6 The ship Finally, they reserve their admiration for the man who knows how to lend a hand in controlling the captain by force or fraud; they praise his seamanship and navigation and knowledge of the sea and condemn everyone else as useless. They have no idea that the true navigator must study the seasons of the year, the sky, the stars, the winds and all the other subjects appropriate to his profession if he is to be really fit to control a ship…

7 The ship …and they think that it’s quite impossible to acquire the professionl skill needed for such control (whether or not they want it exercised) and that there’s no such thing as an art of navigation. With all this going on aboard aren’t the sailors on any such ship bound to regard the true navigator as a word-spinner and a star-gazer, of no use to them at all? (The Republic, Book VI, 488a-e)

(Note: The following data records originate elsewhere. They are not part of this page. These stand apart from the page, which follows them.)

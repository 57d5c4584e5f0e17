//! Course roster reconciliation.
//!
//! Pulls section and enrollment data from the LMS, cross-references each
//! linked section against the registrar, and produces one merged roster of
//! officially enrolled students. Also hosts the photo resolution policy,
//! which gates per-student photo fetches on reconciled enrollment status.

pub mod merge;
pub mod models;

use std::collections::HashSet;

use tokio::sync::OnceCell;

pub use models::{MergedStudent, RosterFeed, RosterSection};

use crate::api::lms::LmsApi;
use crate::api::models::StudentPhoto;
use crate::api::registrar::RegistrarApi;
use crate::api::term::SisSectionId;
use crate::error::{Result, SyncError};
use merge::RegistrarIndex;

/// A reconciled roster plus the waitlist facts the photo policy needs.
pub struct ReconciledRoster {
    pub feed: RosterFeed,
    waitlisted: HashSet<u64>,
}

impl ReconciledRoster {
    pub fn student(&self, canvas_id: u64) -> Option<&MergedStudent> {
        self.feed.students.iter().find(|s| s.id == canvas_id)
    }

    /// Officially fully enrolled: present in the roster and not Waitlisted
    /// in any linked section.
    pub fn is_fully_enrolled(&self, canvas_id: u64) -> bool {
        self.student(canvas_id).is_some() && !self.waitlisted.contains(&canvas_id)
    }
}

/// Roster reconciliation and photo policy for one course, one run.
pub struct RosterService<L, R> {
    lms: L,
    registrar: R,
    course_id: u64,
    teacher_login_id: String,
    roster: OnceCell<ReconciledRoster>,
}

impl<L: LmsApi, R: RegistrarApi> RosterService<L, R> {
    pub fn new(lms: L, registrar: R, course_id: u64, teacher_login_id: &str) -> Self {
        Self {
            lms,
            registrar,
            course_id,
            teacher_login_id: teacher_login_id.to_string(),
            roster: OnceCell::new(),
        }
    }

    /// The merged roster feed. Reconciliation runs once per service
    /// instance; repeated calls return the same snapshot.
    pub async fn get_feed(&self) -> Result<&RosterFeed> {
        Ok(&self.roster().await?.feed)
    }

    /// Photo bytes for a student, or `None` if the student is not in the
    /// merged roster or is Waitlisted in any linked section. Never fetches
    /// for disqualified ids.
    pub async fn photo_data(&self, canvas_id: u64) -> Result<Option<StudentPhoto>> {
        let roster = self.roster().await?;
        if !roster.is_fully_enrolled(canvas_id) {
            return Ok(None);
        }
        match roster.student(canvas_id) {
            Some(student) => self.registrar.photo(&student.login_id).await,
            None => Ok(None),
        }
    }

    async fn roster(&self) -> Result<&ReconciledRoster> {
        self.roster
            .get_or_try_init(|| self.reconcile())
            .await
    }

    async fn reconcile(&self) -> Result<ReconciledRoster> {
        let teachers = self.lms.teachers_list(self.course_id).await?;
        if !teachers
            .iter()
            .any(|t| t.login_id == self.teacher_login_id)
        {
            return Err(SyncError::NotFound(format!(
                "teacher '{}' not found in course {}",
                self.teacher_login_id, self.course_id
            )));
        }

        let sections = self.lms.sections_list(self.course_id).await?;
        let students = self.lms.students_list(self.course_id).await?;

        let mut registrar_index = RegistrarIndex::new();
        for section in &sections {
            let Some(sis) = section.sis_section_id.as_deref().and_then(SisSectionId::parse)
            else {
                continue;
            };
            let rows = self
                .registrar
                .enrolled_students(&sis.ccn, &sis.year, sis.term_letter)
                .await?;
            log::debug!("Registrar returned {} rows for ccn {}", rows.len(), sis.ccn);
            registrar_index.insert(
                sis.ccn,
                rows.into_iter().map(|r| (r.login_id.clone(), r)).collect(),
            );
        }

        let outcome = merge::merge_rosters(&sections, &students, &registrar_index);
        log::info!(
            "Reconciled course {}: {} sections, {} officially enrolled students",
            self.course_id,
            sections.len(),
            outcome.students.len()
        );

        Ok(ReconciledRoster {
            feed: RosterFeed {
                course_id: self.course_id,
                sections: merge::roster_sections(&sections),
                students: outcome.students,
            },
            waitlisted: outcome.waitlisted_anywhere,
        })
    }
}

#[cfg(test)]
mod tests {
    use super::*;
    use std::collections::HashMap;
    use std::sync::atomic::{AtomicUsize, Ordering};
    use std::sync::Arc;

    use async_trait::async_trait;

    use crate::api::models::{
        CanvasEnrollment, CanvasSection, CanvasStudent, CanvasTeacher, EnrollStatus,
        RegistrarEnrollment, STUDENT_ROLE,
    };

    struct FakeLms {
        sections: Vec<CanvasSection>,
        students: Vec<CanvasStudent>,
        teachers: Vec<CanvasTeacher>,
    }

    #[async_trait]
    impl LmsApi for FakeLms {
        async fn sections_list(&self, _course_id: u64) -> Result<Vec<CanvasSection>> {
            Ok(self.sections.clone())
        }
        async fn students_list(&self, _course_id: u64) -> Result<Vec<CanvasStudent>> {
            Ok(self.students.clone())
        }
        async fn teachers_list(&self, _course_id: u64) -> Result<Vec<CanvasTeacher>> {
            Ok(self.teachers.clone())
        }
    }

    struct FakeRegistrar {
        rows_by_ccn: HashMap<String, Vec<RegistrarEnrollment>>,
        photos: HashMap<String, Vec<u8>>,
        photo_calls: Arc<AtomicUsize>,
    }

    #[async_trait]
    impl RegistrarApi for FakeRegistrar {
        async fn enrolled_students(
            &self,
            ccn: &str,
            _year: &str,
            _term_letter: char,
        ) -> Result<Vec<RegistrarEnrollment>> {
            Ok(self.rows_by_ccn.get(ccn).cloned().unwrap_or_default())
        }

        async fn photo(&self, login_id: &str) -> Result<Option<StudentPhoto>> {
            self.photo_calls.fetch_add(1, Ordering::SeqCst);
            Ok(self.photos.get(login_id).map(|data| StudentPhoto {
                size: data.len() as u64,
                data: data.clone(),
            }))
        }
    }

    /// Registrar whose connection is down: every call fails.
    struct DownRegistrar;

    #[async_trait]
    impl RegistrarApi for DownRegistrar {
        async fn enrolled_students(
            &self,
            _ccn: &str,
            _year: &str,
            _term_letter: char,
        ) -> Result<Vec<RegistrarEnrollment>> {
            Err(SyncError::UpstreamUnavailable("connection refused".to_string()))
        }

        async fn photo(&self, _login_id: &str) -> Result<Option<StudentPhoto>> {
            Err(SyncError::UpstreamUnavailable("connection refused".to_string()))
        }
    }

    fn section(id: u64, name: &str, sis_id: Option<&str>) -> CanvasSection {
        CanvasSection {
            id,
            name: name.to_string(),
            sis_section_id: sis_id.map(str::to_string),
        }
    }

    fn student(id: u64, login_id: &str, section_ids: &[u64]) -> CanvasStudent {
        CanvasStudent {
            id,
            login_id: login_id.to_string(),
            enrollments: section_ids
                .iter()
                .map(|&section_id| CanvasEnrollment {
                    course_section_id: section_id,
                    role: STUDENT_ROLE.to_string(),
                    enrollment_state: "active".to_string(),
                    html_url: Some(format!("https://lms.example.edu/users/{}", id)),
                })
                .collect(),
        }
    }

    fn registrar_row(login_id: &str, status: EnrollStatus) -> RegistrarEnrollment {
        RegistrarEnrollment {
            login_id: login_id.to_string(),
            status,
            student_id: format!("sid-{}", login_id),
            first_name: Some("Clarence".to_string()),
            last_name: Some(format!("Williams {}", login_id)),
            email: Some(format!("{}@example.edu", login_id)),
        }
    }

    fn teacher(login_id: &str) -> CanvasTeacher {
        CanvasTeacher {
            id: 777,
            login_id: login_id.to_string(),
        }
    }

    fn service(
        sections: Vec<CanvasSection>,
        students: Vec<CanvasStudent>,
        rows_by_ccn: HashMap<String, Vec<RegistrarEnrollment>>,
        photos: HashMap<String, Vec<u8>>,
    ) -> (RosterService<FakeLms, FakeRegistrar>, Arc<AtomicUsize>) {
        let photo_calls = Arc::new(AtomicUsize::new(0));
        let lms = FakeLms {
            sections,
            students,
            teachers: vec![teacher("teach")],
        };
        let registrar = FakeRegistrar {
            rows_by_ccn,
            photos,
            photo_calls: photo_calls.clone(),
        };
        (RosterService::new(lms, registrar, 4242, "teach"), photo_calls)
    }

    #[tokio::test]
    async fn test_feed_lists_only_registrar_confirmed_students() {
        let (svc, _) = service(
            vec![
                section(10, "An Official Section", Some("SEC:2013-C-123")),
                section(11, "An Unofficial Section", None),
            ],
            vec![student(1, "1001", &[11, 10]), student(2, "1002", &[10])],
            HashMap::from([(
                "123".to_string(),
                vec![
                    registrar_row("1001", EnrollStatus::Enrolled),
                    registrar_row("1099", EnrollStatus::Enrolled),
                ],
            )]),
            HashMap::new(),
        );

        let feed = svc.get_feed().await.unwrap();
        assert_eq!(feed.course_id, 4242);
        assert_eq!(feed.sections.len(), 2);
        assert_eq!(feed.sections[0].ccn.as_deref(), Some("123"));
        assert!(feed.sections[1].ccn.is_none());
        assert_eq!(feed.students.len(), 1);
        assert_eq!(feed.students[0].id, 1);
        assert_eq!(feed.students[0].sections.len(), 1);
    }

    #[tokio::test]
    async fn test_unlinked_course_yields_empty_roster() {
        let (svc, _) = service(
            vec![section(30, "not-an-official-section", None)],
            vec![student(1, "1001", &[30])],
            HashMap::new(),
            HashMap::new(),
        );

        let feed = svc.get_feed().await.unwrap();
        assert_eq!(feed.sections.len(), 1);
        assert!(feed.sections[0].sis_section_id.is_none());
        assert!(feed.students.is_empty());
    }

    #[tokio::test]
    async fn test_unknown_teacher_is_not_found() {
        let lms = FakeLms {
            sections: vec![],
            students: vec![],
            teachers: vec![teacher("someone-else")],
        };
        let registrar = FakeRegistrar {
            rows_by_ccn: HashMap::new(),
            photos: HashMap::new(),
            photo_calls: Arc::new(AtomicUsize::new(0)),
        };
        let svc = RosterService::new(lms, registrar, 4242, "teach");

        let err = svc.get_feed().await.unwrap_err();
        assert!(matches!(err, SyncError::NotFound(_)));
    }

    #[tokio::test]
    async fn test_registrar_outage_propagates_upstream_unavailable() {
        let lms = FakeLms {
            sections: vec![section(10, "An Official Section", Some("SEC:2013-C-123"))],
            students: vec![student(1, "1001", &[10])],
            teachers: vec![teacher("teach")],
        };
        let svc = RosterService::new(lms, DownRegistrar, 4242, "teach");

        let err = svc.get_feed().await.unwrap_err();
        assert!(matches!(err, SyncError::UpstreamUnavailable(_)));
        // A failed reconciliation leaves nothing cached behind: the next
        // call hits the registrar again instead of serving a partial feed.
        let err = svc.get_feed().await.unwrap_err();
        assert!(matches!(err, SyncError::UpstreamUnavailable(_)));
    }

    #[tokio::test]
    async fn test_partially_waitlisted_student_keeps_only_enrolled_ccn() {
        let (svc, calls) = service(
            vec![
                section(20, "Section A", Some("SEC:2013-C-001")),
                section(21, "Section B", Some("SEC:2013-C-002")),
            ],
            vec![student(5, "1005", &[20, 21])],
            HashMap::from([
                ("001".to_string(), vec![registrar_row("1005", EnrollStatus::Enrolled)]),
                ("002".to_string(), vec![registrar_row("1005", EnrollStatus::Waitlisted)]),
            ]),
            HashMap::from([("1005".to_string(), vec![1, 2, 3])]),
        );

        let feed = svc.get_feed().await.unwrap();
        assert_eq!(feed.students.len(), 1);
        let ccns: Vec<&str> = feed.students[0]
            .section_ccns
            .iter()
            .map(String::as_str)
            .collect();
        assert_eq!(ccns, vec!["001"]);

        // Waitlisted in one section disqualifies the photo fetch entirely.
        let photo = svc.photo_data(5).await.unwrap();
        assert!(photo.is_none());
        assert_eq!(calls.load(Ordering::SeqCst), 0);
    }

    #[tokio::test]
    async fn test_photo_fetched_once_for_fully_enrolled_student_only() {
        let (svc, calls) = service(
            vec![section(40, "An Official Section", Some("SEC:2013-C-400"))],
            vec![
                student(1, "1001", &[40]),
                student(2, "1002", &[40]),
                student(3, "1003", &[40]),
            ],
            HashMap::from([(
                "400".to_string(),
                vec![
                    registrar_row("1001", EnrollStatus::Enrolled),
                    registrar_row("1002", EnrollStatus::Waitlisted),
                ],
            )]),
            HashMap::from([("1001".to_string(), vec![0xff; 42])]),
        );

        let enrolled = svc.photo_data(1).await.unwrap().unwrap();
        assert_eq!(enrolled.size, 42);
        assert_eq!(calls.load(Ordering::SeqCst), 1);

        // Waitlisted-everywhere student: not in roster, no fetch.
        assert!(svc.photo_data(2).await.unwrap().is_none());
        // Student unknown to the registrar: not in roster, no fetch.
        assert!(svc.photo_data(3).await.unwrap().is_none());
        // Id that is not in the course at all.
        assert!(svc.photo_data(999).await.unwrap().is_none());
        assert_eq!(calls.load(Ordering::SeqCst), 1);
    }
}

8 Analysing the analogy the ship = the state; the captain = politicians; the crew = the people; the art of navigation = the knowledge of the good needed to rule properly; and the true navigator = the philosopher.

9 Philosopher kings Politics is about the common good. There can be knowledge of the common good. People don’t always (or even generally) know what is good for them; and so consent will only tell us what they want, not how they should be ruled. People certainly don’t know the common good; nor are they motivated by it. Philosophy gives us true and proper knowledge of what is good. It is philosophers, then, who ought to rule.

10 Objections Is the common good independent of what we want? Can philosophers have knowledge of the common good? Would philosophers make good rulers in any other way? Is politics (only) about the common good? Does democracy embody other values?